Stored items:
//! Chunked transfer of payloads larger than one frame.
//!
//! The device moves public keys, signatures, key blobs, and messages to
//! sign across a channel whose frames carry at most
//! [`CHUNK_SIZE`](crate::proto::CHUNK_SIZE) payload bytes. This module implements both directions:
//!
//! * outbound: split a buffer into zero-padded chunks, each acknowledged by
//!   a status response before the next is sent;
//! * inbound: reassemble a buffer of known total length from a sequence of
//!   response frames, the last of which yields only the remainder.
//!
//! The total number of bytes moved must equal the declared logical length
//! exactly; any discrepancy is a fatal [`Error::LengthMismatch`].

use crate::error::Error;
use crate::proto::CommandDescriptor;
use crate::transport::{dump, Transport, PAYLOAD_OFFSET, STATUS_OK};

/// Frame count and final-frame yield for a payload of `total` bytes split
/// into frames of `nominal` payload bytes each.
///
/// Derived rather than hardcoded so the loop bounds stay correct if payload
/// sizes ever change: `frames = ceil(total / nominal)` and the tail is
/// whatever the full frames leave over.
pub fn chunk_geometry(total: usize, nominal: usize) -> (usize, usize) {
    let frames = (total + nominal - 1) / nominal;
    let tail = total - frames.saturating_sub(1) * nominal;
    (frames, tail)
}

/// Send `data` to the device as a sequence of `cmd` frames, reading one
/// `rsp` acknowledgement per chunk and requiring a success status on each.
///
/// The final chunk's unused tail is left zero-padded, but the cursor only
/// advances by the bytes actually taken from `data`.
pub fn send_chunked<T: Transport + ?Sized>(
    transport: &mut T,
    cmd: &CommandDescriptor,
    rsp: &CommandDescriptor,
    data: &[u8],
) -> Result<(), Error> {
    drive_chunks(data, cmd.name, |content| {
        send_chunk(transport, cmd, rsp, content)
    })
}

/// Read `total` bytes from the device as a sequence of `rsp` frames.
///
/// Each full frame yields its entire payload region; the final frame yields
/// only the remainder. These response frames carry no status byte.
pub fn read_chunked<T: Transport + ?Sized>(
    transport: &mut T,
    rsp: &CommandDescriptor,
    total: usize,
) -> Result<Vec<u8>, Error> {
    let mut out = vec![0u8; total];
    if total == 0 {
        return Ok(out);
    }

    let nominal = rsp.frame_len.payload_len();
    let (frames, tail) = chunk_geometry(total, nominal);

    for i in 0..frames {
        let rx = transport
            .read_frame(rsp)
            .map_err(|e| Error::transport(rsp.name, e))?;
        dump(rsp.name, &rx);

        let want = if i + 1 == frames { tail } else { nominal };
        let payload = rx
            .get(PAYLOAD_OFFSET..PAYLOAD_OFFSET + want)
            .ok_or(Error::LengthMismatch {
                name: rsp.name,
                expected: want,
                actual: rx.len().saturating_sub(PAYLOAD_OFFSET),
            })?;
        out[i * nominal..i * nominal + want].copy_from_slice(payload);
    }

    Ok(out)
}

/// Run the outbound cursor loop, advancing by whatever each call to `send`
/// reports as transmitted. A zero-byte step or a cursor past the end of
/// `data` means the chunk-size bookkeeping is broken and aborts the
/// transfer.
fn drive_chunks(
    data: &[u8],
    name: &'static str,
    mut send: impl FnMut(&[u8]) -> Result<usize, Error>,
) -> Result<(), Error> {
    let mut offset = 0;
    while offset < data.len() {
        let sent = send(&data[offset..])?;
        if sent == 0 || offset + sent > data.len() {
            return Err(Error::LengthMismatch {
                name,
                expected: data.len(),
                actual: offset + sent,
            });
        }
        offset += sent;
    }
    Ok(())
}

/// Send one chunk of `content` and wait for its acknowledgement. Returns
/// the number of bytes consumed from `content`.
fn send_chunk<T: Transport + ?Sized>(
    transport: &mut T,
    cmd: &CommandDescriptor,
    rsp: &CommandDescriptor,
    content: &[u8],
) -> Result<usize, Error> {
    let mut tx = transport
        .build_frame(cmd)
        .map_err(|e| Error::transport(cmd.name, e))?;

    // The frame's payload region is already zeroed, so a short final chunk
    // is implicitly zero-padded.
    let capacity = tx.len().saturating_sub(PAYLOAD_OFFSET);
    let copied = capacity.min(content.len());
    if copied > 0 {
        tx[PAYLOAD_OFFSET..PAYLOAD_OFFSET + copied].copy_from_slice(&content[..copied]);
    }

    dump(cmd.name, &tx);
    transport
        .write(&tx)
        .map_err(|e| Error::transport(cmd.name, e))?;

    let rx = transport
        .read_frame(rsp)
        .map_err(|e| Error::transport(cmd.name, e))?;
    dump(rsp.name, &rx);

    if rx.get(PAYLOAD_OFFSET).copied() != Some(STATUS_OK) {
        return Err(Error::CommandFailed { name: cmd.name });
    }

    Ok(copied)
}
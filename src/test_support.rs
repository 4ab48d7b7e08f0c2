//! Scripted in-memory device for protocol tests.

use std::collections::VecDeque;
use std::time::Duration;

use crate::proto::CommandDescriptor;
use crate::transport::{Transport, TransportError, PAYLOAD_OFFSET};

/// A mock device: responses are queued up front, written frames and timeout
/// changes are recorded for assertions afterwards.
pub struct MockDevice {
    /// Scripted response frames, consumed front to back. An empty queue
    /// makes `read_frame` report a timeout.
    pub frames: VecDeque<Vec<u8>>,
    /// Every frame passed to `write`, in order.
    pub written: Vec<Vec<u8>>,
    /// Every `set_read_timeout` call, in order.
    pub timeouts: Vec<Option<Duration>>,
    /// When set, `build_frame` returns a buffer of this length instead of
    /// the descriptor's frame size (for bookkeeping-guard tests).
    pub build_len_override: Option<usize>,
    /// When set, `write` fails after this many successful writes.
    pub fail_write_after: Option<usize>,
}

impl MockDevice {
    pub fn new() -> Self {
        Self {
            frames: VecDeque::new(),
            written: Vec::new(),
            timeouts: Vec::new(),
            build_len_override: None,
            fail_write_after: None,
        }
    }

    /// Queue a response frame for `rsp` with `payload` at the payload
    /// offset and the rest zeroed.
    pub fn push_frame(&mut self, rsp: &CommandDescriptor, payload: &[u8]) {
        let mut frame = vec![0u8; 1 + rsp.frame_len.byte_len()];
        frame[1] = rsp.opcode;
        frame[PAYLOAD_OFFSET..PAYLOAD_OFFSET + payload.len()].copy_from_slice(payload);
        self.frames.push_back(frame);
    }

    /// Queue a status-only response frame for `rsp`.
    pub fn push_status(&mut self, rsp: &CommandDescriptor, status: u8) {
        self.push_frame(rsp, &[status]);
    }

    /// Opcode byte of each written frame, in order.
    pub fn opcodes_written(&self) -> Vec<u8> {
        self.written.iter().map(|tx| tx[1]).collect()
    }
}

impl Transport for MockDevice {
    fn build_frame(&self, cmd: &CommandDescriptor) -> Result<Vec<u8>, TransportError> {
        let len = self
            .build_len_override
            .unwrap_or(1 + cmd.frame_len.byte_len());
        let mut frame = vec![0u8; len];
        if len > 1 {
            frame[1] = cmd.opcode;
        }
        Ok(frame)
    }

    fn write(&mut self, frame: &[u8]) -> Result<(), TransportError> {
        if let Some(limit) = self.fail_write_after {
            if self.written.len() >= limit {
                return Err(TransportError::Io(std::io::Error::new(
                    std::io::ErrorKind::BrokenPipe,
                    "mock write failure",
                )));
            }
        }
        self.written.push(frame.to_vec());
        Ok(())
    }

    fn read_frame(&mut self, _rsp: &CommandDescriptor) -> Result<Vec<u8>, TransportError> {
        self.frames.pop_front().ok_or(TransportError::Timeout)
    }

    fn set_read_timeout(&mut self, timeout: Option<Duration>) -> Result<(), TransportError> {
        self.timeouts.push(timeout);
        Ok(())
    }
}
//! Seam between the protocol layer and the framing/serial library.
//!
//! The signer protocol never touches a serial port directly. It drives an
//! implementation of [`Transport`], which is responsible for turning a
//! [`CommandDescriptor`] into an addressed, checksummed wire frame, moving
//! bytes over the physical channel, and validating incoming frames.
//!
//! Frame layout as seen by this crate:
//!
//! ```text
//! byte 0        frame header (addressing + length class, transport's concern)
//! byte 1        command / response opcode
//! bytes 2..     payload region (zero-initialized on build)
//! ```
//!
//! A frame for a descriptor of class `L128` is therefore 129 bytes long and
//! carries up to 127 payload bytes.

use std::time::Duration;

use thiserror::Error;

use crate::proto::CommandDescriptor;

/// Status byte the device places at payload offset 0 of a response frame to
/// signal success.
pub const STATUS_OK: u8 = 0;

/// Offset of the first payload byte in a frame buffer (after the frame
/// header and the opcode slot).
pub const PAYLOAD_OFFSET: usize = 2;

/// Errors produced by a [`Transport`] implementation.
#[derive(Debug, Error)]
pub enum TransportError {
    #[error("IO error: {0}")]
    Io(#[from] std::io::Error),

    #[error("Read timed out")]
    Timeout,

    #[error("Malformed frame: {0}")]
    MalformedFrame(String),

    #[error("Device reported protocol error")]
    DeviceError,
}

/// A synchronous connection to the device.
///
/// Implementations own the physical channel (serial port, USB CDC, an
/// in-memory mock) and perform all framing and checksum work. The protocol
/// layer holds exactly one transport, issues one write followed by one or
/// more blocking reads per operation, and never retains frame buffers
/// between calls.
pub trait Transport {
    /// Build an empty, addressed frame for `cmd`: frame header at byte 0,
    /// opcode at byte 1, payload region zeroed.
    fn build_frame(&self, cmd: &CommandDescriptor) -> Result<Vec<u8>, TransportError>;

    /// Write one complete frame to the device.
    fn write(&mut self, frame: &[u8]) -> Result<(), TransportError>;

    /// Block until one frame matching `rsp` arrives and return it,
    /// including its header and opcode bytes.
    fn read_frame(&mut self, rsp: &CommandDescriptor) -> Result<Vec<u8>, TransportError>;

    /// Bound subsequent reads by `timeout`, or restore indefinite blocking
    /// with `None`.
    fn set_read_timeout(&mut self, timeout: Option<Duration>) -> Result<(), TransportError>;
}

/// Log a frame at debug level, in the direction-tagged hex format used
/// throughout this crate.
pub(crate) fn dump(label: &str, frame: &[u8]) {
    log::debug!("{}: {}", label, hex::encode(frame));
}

→ **What to work on**: Give the lines again, exactly as they stand, from the beginning of the data through the line with "next is sent;".

→ **Result**:
//! Chunked transfer of payloads larger than one frame.
//!
//! The device moves public keys, signatures, key blobs, and messages to
//! sign across a channel whose frames carry at most
//! [`CHUNK_SIZE`](crate::proto::CHUNK_SIZE) payload bytes. This module implements both directions:
//!
//! * outbound: split a buffer into zero-padded chunks, each acknowledged by
//!   a status response before the next is sent;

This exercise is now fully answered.